21,8 x 30,5 cm, HL., farb. Pappe

engl. Text

 

OA: Mailand: M.A.Denti Editore, 1945

 

NA: Mailand. Emme Edizioni, 1978

Das Buch und seine Geschichte

Das Farbenbuch ist im gleichen Jahr wie das Zahlenbuch entstanden und ist im Zusammenhang mit diesem zu sehen. Es beginnt mit gezeichneten Objekten und ihren Lokalfarben, einem gelben Küken, einer roten Mohnblume bis zur violetten Pflaume. Darauf folgt ein weißes Quadrat, dann ein gelbes Dreieck auf dem weißen Quadrat.

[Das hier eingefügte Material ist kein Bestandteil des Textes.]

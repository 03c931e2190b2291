//! The container execution driver (C8): pulls an image, creates a
//! container running a job's shell commands, starts it, waits for exit,
//! retrieves its logs, and removes it.
//!
//! A single backend (Docker, via `bollard`) is provided, matching the
//! original implementation — Kubernetes is the worker pool controller's
//! concern (C9), not the job executor's.

pub mod docker;

pub use buildit_core::executor::{ContainerResult, Executor, JobSpec};
pub use docker::DockerExecutor;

Dazu erzählt der knappe Text von den Eigenschaften der Farbflächen. Ein weißes Quadrat ist klar wie das Licht, heißt es im knappen Text. Ein blauer Ball versetzt zwei gelbe Dreiecke in Schrecken, andere Farbflächen kommen hinzu, bewegen sich aufeinander zu und schieben sich übereinander, bis Mischfarben entstehen und die bunten Flächen allmählich zu einer schwarzen Seite werden.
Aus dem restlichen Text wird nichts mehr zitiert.